With the incorporation of the operational data, it may be possible for the organization to generate additional information from the same data. For example, in the file-based systems, the contracts section does not have an idea of who owns the leased property. Equally, the sales department has no facts of the leased information. When these files are integrated into one database, the contract department will have access to owner details and the sales department will have access to leased details. Beg and Connoly comments that more information can be now derived with the help of DBMS (26).

Economies of Scale

Having all company’s operational data into one database and creating a set of applications that depend on only one source of data can result to cost savings. In this instance, the budget that would be allocated to every branch for improvement and safeguarding of its file system can be put together perhaps resulting in lower total cost, leading to an economy of scale.


Database management systems are very essential in managing an organization’s data towards its corporate goal. Thus, before choosing a database program, a firm may consider the cost, security features, recovery facilities, user interface, and memory requirements. This paper has analyzed how DBMSs help businesses, managers, and organizations, with regards to examples of DBMS and their use, and the importance of DBMS.

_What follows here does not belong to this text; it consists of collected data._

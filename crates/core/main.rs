#![deny(
    clippy::all,
    clippy::pedantic,
    clippy::perf,
    clippy::style,
    clippy::missing_safety_doc,
    clippy::missing_const_for_fn
)]
#![allow(clippy::as_conversions, clippy::mod_module_files)]

use std::{error, process};

mod app;
mod commands;
mod interact;

use commands::Commands;

use clap::{Args, Parser};
use log::trace;

fn main() {
    if let Err(err) = try_main() {
        eprintln!("{}", err);
        process::exit(2);
    }
}

fn try_main() -> Result<(), Box<dyn error::Error>> {
    let Cli {
        command,
        global_opts:
            GlobalOpts {
                interact,
                verbosity,
                quiet,
            },
    } = Cli::parse();

    setup_errlog(verbosity as usize, quiet)?;

    // prompting makes no sense when the user asked for silence
    let interact = interact && !quiet;

    if interact {
        trace!("Interact mode enabled");
    }

    let message = command.execute(interact)?;
    if !quiet {
        println!("{message}");
    }
    Ok(())
}

fn setup_errlog(verbosity: usize, quiet: bool) -> Result<(), Box<dyn error::Error>> {
    // if quiet then ignore verbosity but still show errors
    let verbosity = if quiet { 0 } else { verbosity + 2 };

    stderrlog::new().verbosity(verbosity).init()?;
    Ok(())
}

#[derive(Parser)]
#[clap(name = "bookseek")]
#[clap(about = "Search the Rakuten Books catalog for a series volume and track it in a spreadsheet")]
#[clap(version, author)]
struct Cli {
    #[clap(subcommand)]
    command: Commands,

    #[clap(flatten)]
    global_opts: GlobalOpts,
}

#[derive(Debug, Args)]
struct GlobalOpts {
    /// Enables interactive mode, which allows choosing a result and appending it to the
    /// spreadsheet.
    #[clap(short, long, global = true)]
    interact: bool,

    /// How chatty the program is when performing commands
    ///
    /// The number of times this flag is used will increase how chatty
    /// the program is.
    #[clap(short, long, parse(from_occurrences), global = true)]
    verbosity: u8,

    /// Prevents the program from writing to stdout, errors will still be printed to stderr.
    #[clap(short, long, global = true)]
    quiet: bool,
}
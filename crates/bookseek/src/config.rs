//! Credentials and endpoints, read once from the environment at startup.

use log::trace;

use crate::{Error, ErrorKind};

/// Default Rakuten Books search endpoint.
pub const RAKUTEN_BOOKS_URL: &str =
    "https://app.rakuten.co.jp/services/api/BooksBook/Search/20170404";

const APPLICATION_ID: &str = "RAKUTEN_APPLICATION_ID";
const AFFILIATE_ID: &str = "RAKUTEN_AFFILIATE_ID";
const ENDPOINT: &str = "RAKUTEN_API_ENDPOINT";
const SPREADSHEET_ID: &str = "SHEETS_SPREADSHEET_ID";
const ACCESS_TOKEN: &str = "SHEETS_ACCESS_TOKEN";

/// Everything the catalog search needs to identify itself.
#[derive(Clone, Debug, PartialEq, Eq)]
pub struct CatalogConfig {
    /// Rakuten application id, always sent.
    pub application_id: String,
    /// Rakuten affiliate id, sent only when configured.
    pub affiliate_id: Option<String>,
    /// Search endpoint, [`RAKUTEN_BOOKS_URL`] unless overridden.
    pub endpoint: String,
}

impl CatalogConfig {
    /// Catalog configuration for the default endpoint.
    pub fn new<S: Into<String>>(application_id: S) -> Self {
        Self {
            application_id: application_id.into(),
            affiliate_id: None,
            endpoint: RAKUTEN_BOOKS_URL.to_owned(),
        }
    }

    /// Checks that the endpoint is an absolute URL.
    ///
    /// # Errors
    ///
    /// An `Err` with [`ErrorKind::Config`] is returned when the endpoint cannot be parsed.
    pub fn validate(&self) -> Result<(), Error> {
        reqwest::Url::parse(&self.endpoint)
            .map(|_| ())
            .map_err(|e| {
                Error::wrap_with(
                    ErrorKind::Config,
                    format!("Invalid catalog endpoint '{}'", self.endpoint),
                    e,
                )
            })
    }
}

/// Target spreadsheet and the pre-obtained token used to write to it.
#[derive(Clone, Debug, PartialEq, Eq)]
pub struct SheetConfig {
    /// Identifier of the spreadsheet to append to.
    pub spreadsheet_id: String,
    /// OAuth bearer token with write access to the spreadsheet.
    pub access_token: String,
}

/// The full startup configuration.
#[derive(Clone, Debug, PartialEq, Eq)]
pub struct Config {
    /// Catalog search settings.
    pub catalog: CatalogConfig,
    /// Spreadsheet append settings.
    pub sheet: SheetConfig,
}

impl Config {
    /// Reads the configuration from the process environment.
    ///
    /// # Errors
    ///
    /// An `Err` with [`ErrorKind::Config`] is returned naming every required variable that is
    /// missing or blank, or when the catalog endpoint is not a valid URL.
    pub fn from_env() -> Result<Self, Error> {
        Self::from_lookup(|key| std::env::var(key).ok())
    }

    /// Reads the configuration through `lookup`, which maps a variable name to its value.
    ///
    /// # Errors
    ///
    /// See [`Config::from_env`].
    pub fn from_lookup<F>(lookup: F) -> Result<Self, Error>
    where
        F: Fn(&str) -> Option<String>,
    {
        let value = |key: &str| {
            lookup(key)
                .map(|v| v.trim().to_owned())
                .filter(|v| !v.is_empty())
        };

        let application_id = value(APPLICATION_ID);
        let spreadsheet_id = value(SPREADSHEET_ID);
        let access_token = value(ACCESS_TOKEN);

        match (application_id, spreadsheet_id, access_token) {
            (Some(application_id), Some(spreadsheet_id), Some(access_token)) => {
                trace!("All required configuration values found");
                let catalog = CatalogConfig {
                    application_id,
                    affiliate_id: value(AFFILIATE_ID),
                    endpoint: value(ENDPOINT).unwrap_or_else(|| RAKUTEN_BOOKS_URL.to_owned()),
                };
                catalog.validate()?;

                Ok(Self {
                    catalog,
                    sheet: SheetConfig {
                        spreadsheet_id,
                        access_token,
                    },
                })
            }
            (application_id, spreadsheet_id, access_token) => {
                let missing = [
                    (APPLICATION_ID, application_id.is_none()),
                    (SPREADSHEET_ID, spreadsheet_id.is_none()),
                    (ACCESS_TOKEN, access_token.is_none()),
                ]
                .into_iter()
                .filter_map(|(key, missing)| missing.then_some(key))
                .collect::<Vec<_>>();

                Err(Error::new(
                    ErrorKind::Config,
                    format!("missing required settings: {}", missing.join(", ")),
                ))
            }
        }
    }
}

/// Whether each known setting is present, in a stable order, without exposing the values.
///
/// The endpoint in use is returned alongside as it is not a secret.
pub fn presence<F>(lookup: F) -> (Vec<(&'static str, bool)>, String)
where
    F: Fn(&str) -> Option<String>,
{
    let set = |key: &str| lookup(key).map_or(false, |v| !v.trim().is_empty());
    let endpoint = lookup(ENDPOINT)
        .filter(|v| !v.trim().is_empty())
        .unwrap_or_else(|| RAKUTEN_BOOKS_URL.to_owned());

    let keys = [
        APPLICATION_ID,
        AFFILIATE_ID,
        SPREADSHEET_ID,
        ACCESS_TOKEN,
        ENDPOINT,
    ];
    (keys.into_iter().map(|k| (k, set(k))).collect(), endpoint)
}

MS Access and Oracle are relational DBMS that helps organizations to efficiently store related data. The DBMSs enable businesses to efficiently perform functions like data dictionary management, data storage management, and data transformation and presentation. DBMS enables a database to exhibit both data integrity and entity integrity. Therefore, data management is easier; considering the enhancement of relational constructs, support for business rules, the capability of flexible query generation using SQL, more information from the same data, and economies of scale.

Works Cited

Begg, C., & Connoly, T. Database Systems. 3rd Ed. Delhi: Pearson Education Limited, 2003. Print.

Laudon, K. C., & Laudon, J. P. Management Information Systems: Managing the Digital Firm. 9th Ed. Upper Saddle River, NJ: Pearson Prentice Hall, 2006. Print.

Oracle. Oracle Database 10g. 2010. Web.

Ramakrishna, R.J. Database Management Systems. 3rd Ed. New York: McGraw-Hill Companies Inc, 2000. Print.

Rob, P. & Coronel, C. Database Systems: Design, Implementation, and Management. 4th Ed. Cambridge: Thomson Course Technology, 2000. Print.

Stair, R.M., & Reynolds, G. W. Fundamentals of information systems. 3rd Ed. Boston: Thompson Course Technology, 2006.